Activity >>
Take the lines below from the first through the one that contains "every row is padded with empty" and copy them exactly.

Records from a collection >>
------------------------------------------------------------

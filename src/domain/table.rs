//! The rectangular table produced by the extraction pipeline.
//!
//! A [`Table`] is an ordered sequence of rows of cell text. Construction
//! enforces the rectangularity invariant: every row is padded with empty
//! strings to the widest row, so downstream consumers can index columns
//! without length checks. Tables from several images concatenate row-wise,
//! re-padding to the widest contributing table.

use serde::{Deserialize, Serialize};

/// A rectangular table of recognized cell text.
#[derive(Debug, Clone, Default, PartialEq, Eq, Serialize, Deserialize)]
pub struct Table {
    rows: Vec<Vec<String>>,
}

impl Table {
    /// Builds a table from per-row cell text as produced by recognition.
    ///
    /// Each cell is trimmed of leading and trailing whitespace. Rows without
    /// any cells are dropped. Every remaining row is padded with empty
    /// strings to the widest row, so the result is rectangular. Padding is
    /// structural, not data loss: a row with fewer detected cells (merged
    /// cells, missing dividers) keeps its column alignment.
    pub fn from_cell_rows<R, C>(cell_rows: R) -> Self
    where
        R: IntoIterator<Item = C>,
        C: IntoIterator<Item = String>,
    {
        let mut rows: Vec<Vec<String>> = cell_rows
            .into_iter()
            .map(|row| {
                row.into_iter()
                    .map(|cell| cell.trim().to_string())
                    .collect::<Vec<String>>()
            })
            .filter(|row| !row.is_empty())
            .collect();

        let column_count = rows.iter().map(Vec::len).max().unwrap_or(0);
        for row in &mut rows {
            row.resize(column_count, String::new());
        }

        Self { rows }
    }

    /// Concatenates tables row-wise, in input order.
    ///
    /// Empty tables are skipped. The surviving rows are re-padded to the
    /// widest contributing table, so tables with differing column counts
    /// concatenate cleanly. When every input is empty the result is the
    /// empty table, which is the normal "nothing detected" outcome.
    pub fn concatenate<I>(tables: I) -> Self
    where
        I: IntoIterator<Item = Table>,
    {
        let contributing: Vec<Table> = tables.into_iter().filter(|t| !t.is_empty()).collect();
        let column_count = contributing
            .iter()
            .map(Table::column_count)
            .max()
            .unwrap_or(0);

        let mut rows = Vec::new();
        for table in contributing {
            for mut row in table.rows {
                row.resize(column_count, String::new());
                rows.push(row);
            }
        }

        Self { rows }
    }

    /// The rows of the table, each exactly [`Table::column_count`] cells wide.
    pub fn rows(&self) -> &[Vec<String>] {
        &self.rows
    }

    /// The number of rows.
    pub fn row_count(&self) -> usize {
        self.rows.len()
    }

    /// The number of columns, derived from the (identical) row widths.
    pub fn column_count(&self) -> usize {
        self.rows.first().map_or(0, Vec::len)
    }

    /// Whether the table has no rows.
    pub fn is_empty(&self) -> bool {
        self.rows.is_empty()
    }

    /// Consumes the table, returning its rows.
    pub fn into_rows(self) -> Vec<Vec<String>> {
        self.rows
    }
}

------------------------------------------------------------

Task response >>
filename src/domain/table.rs
//! The rectangular table produced by the extraction pipeline.
//!
//! A [`Table`] is an ordered sequence of rows of cell text. Construction
//! enforces the rectangularity invariant: every row is padded with empty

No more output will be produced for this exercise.